Hong Kong (CNN)Chinese President Xi Jinping has warned the novel coronavirus is the worst public health crisis facing the country since its founding, as new outbreaks continued to expand in South Korea and Italy, raising fears of a global pandemic.
Speaking Sunday, Xi said the “current epidemic situation is still severe and complex, and the prevention and control work is at the most critical stage.” The crisis is “the most difficult to prevent and control in China” since the founding of the People’s Republic in 1949, Xi said. He added the outbreak was likely to have a “great impact” on the country’s economy, but that epidemic prevention and control methods were beginning to have an effect.
As of Monday, there were at least 77,150 confirmed cases in mainland China, bringing the global total to 79,356, with the death toll at 2,619.
A total of 27 of those deaths have occurred outside of mainland China, a major spike from a week ago, when only five deaths had taken place outside China, and most of those involving people who had a direct link to the country.
Major new outbreaks are developing in South Korea, Iran and Italy, with dozens of confirmed cases and multiple deaths.
South Korean President Moon Jae-in said the country was at a “watershed moment” Sunday, as he issued the highest level of national alert and ordered new resources to tackling the outbreak, which is largely focused on the southern city of Daegu but has spread throughout the East Asian country, including among the military.
The Ministry of Defense of South Korea confirmed Monday that an additional four soldiers had been confirmed to have contracted the virus, bringing the total of military personnel to 11. There are fears that the outbreak could spread quickly among troops living in close confines, and potentially spread to US forces stationed in Korea.
In Daegu, the outbreak has been centered around the Shincheonji religious group.
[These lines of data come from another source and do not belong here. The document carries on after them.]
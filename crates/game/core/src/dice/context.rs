use std::collections::BTreeMap;

/// Value bound to a `@path` reference.
#[derive(Clone, Debug, PartialEq, Eq)]
#[cfg_attr(feature = "serde", derive(serde::Serialize, serde::Deserialize))]
pub enum RollValue {
    Int(i32),
    /// A nested formula, evaluated in place as a parenthesised group.
    Formula(String),
}

impl RollValue {
    pub fn formula(formula: impl Into<String>) -> Self {
        Self::Formula(formula.into())
    }
}

impl From<i32> for RollValue {
    fn from(value: i32) -> Self {
        Self::Int(value)
    }
}

/// Dotted-path variables available to a formula.
#[derive(Clone, Debug, Default, PartialEq, Eq)]
pub struct RollContext {
    values: BTreeMap<String, RollValue>,
}

impl RollContext {
    pub fn new() -> Self {
        Self::default()
    }

    /// Context with a single binding.
    pub fn with(path: impl Into<String>, value: impl Into<RollValue>) -> Self {
        let mut ctx = Self::new();
        ctx.insert(path, value);
        ctx
    }

    pub fn insert(&mut self, path: impl Into<String>, value: impl Into<RollValue>) {
        self.values.insert(path.into(), value.into());
    }

    pub fn get(&self, path: &str) -> Option<&RollValue> {
        self.values.get(path)
    }

    /// Copies every binding of `other` into this context, replacing clashes.
    pub fn extend(&mut self, other: RollContext) {
        self.values.extend(other.values);
    }

    pub fn len(&self) -> usize {
        self.values.len()
    }

    pub fn is_empty(&self) -> bool {
        self.values.is_empty()
    }
}
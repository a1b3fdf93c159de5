//! Data files and loaders for rule tables, rule settings, and characters.
//!
//! Four kinds of files are understood:
//! - Armor tier tables (RON)
//! - Rule settings (TOML)
//! - Character sheets (RON, loaded and saved)
//! - Last-used form inputs per character (RON, loaded and saved)
//!
//! Loaders use grimm-core types directly with serde for RON/TOML
//! (de)serialization. The printed defaults ship in `data/` and are embedded
//! in the crate, so a host works without any file on disk.

#[cfg(feature = "loaders")]
pub mod loaders;

#[cfg(feature = "loaders")]
pub use loaders::{
    CharacterLoader, ConfigLoader, ContentFactory, InputMemoryLoader, LoadResult, TablesLoader,
};

/// Printed armor tier table, as shipped in `data/armor_tiers.ron`.
pub const DEFAULT_ARMOR_TIERS: &str = include_str!("../data/armor_tiers.ron");

/// Printed rule settings, as shipped in `data/rules.toml`.
pub const DEFAULT_RULES: &str = include_str!("../data/rules.toml");

/// Sample character, as shipped in `data/characters/karg.ron`.
pub const SAMPLE_CHARACTER: &str = include_str!("../data/characters/karg.ron");
//! Chat messaging: where rendered cards and warnings go.

use std::sync::{Mutex, PoisonError};

use async_trait::async_trait;
use serde::{Deserialize, Serialize};

use crate::events::{ChatEvent, Event, EventBus};

/// Sound played with cards that carry rolls.
pub const DICE_SOUND: &str = "sounds/dice.wav";

/// A rendered card posted to chat.
#[derive(Debug, Clone, PartialEq, Eq, Serialize, Deserialize)]
pub struct ChatMessage {
    pub content: String,
    pub sound: Option<String>,
    /// Name of the character the card is posted as.
    pub speaker: String,
}

/// Destination for chat cards and user-facing warnings.
#[async_trait]
pub trait MessageSink: Send + Sync {
    async fn post(&self, message: ChatMessage);

    async fn warn(&self, text: &str);
}

/// Publishes messages on the [`Topic::Chat`](crate::Topic::Chat) topic.
#[derive(Clone)]
pub struct EventSink {
    bus: EventBus,
}

impl EventSink {
    pub fn new(bus: EventBus) -> Self {
        Self { bus }
    }
}

#[async_trait]
impl MessageSink for EventSink {
    async fn post(&self, message: ChatMessage) {
        self.bus.publish(Event::Chat(ChatEvent::Posted(message)));
    }

    async fn warn(&self, text: &str) {
        self.bus
            .publish(Event::Chat(ChatEvent::Warning(text.to_string())));
    }
}

/// One line of a [`ChatLog`].
#[derive(Debug, Clone, PartialEq, Eq)]
pub enum ChatEntry {
    Message(ChatMessage),
    Warning(String),
}

/// In-memory chat transcript.
#[derive(Debug, Default)]
pub struct ChatLog {
    entries: Mutex<Vec<ChatEntry>>,
}

impl ChatLog {
    pub fn new() -> Self {
        Self::default()
    }

    pub fn entries(&self) -> Vec<ChatEntry> {
        self.entries
            .lock()
            .unwrap_or_else(PoisonError::into_inner)
            .clone()
    }

    pub fn messages(&self) -> Vec<ChatMessage> {
        self.entries()
            .into_iter()
            .filter_map(|entry| match entry {
                ChatEntry::Message(message) => Some(message),
                ChatEntry::Warning(_) => None,
            })
            .collect()
    }

    pub fn warnings(&self) -> Vec<String> {
        self.entries()
            .into_iter()
            .filter_map(|entry| match entry {
                ChatEntry::Warning(text) => Some(text),
                ChatEntry::Message(_) => None,
            })
            .collect()
    }

    fn push(&self, entry: ChatEntry) {
        self.entries
            .lock()
            .unwrap_or_else(PoisonError::into_inner)
            .push(entry);
    }
}

#[async_trait]
impl MessageSink for ChatLog {
    async fn post(&self, message: ChatMessage) {
        self.push(ChatEntry::Message(message));
    }

    async fn warn(&self, text: &str) {
        self.push(ChatEntry::Warning(text.to_string()));
    }
}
Some 300 members of the group have tested positive for the virus, and more than 9,000 practitioners have been put into self-isolation while they are tested by health authorities. The infection is believed to have spread rapidly because of the mass worship sessions the group holds, which puts them in close contact with one another for long periods of time.
A Christian-inspired new religious movement centered around the personality of its founder and chairman, Lee Man-hee, the outbreak has brought intense scrutiny and no small amount of hostility on the group. Of those South Koreans who identify as religious, more than 60% belong to a mainstream Christian denomination.
Kim So-il, a project director at Shincheonji, compared the recent criticism of the group to a “19th century witch-hunt.”
“It’s unfair that all people rebuke Shincheonji,” he told CNN, adding that the group was in “great difficulty” right now.”
Speaking Sunday, a Shincheonji representative told reporters that practitioners are the “biggest victims” of the virus, and urged people to “refrain from hate and groundless attack.”
Police in Daegu said Sunday that they had deployed about 600 officers to locate the 670 members of the Shincheonji religious group whose whereabouts are unknown. Officers were visiting their registered addresses and using telecommunications service providers’ location tracking information, police said.
According to the South Korean law on the prevention of infectious diseases, health authorities are able to seek help from police and telecommunication service providers are obliged to provide information when requested by the police.
The virus has spread beyond the Shincheonji members, however, with separate outbreaks in a hospital near Daegu, as well as among the country’s military. As of Monday, more than 760 cases had been confirmed nationwide, and seven deaths.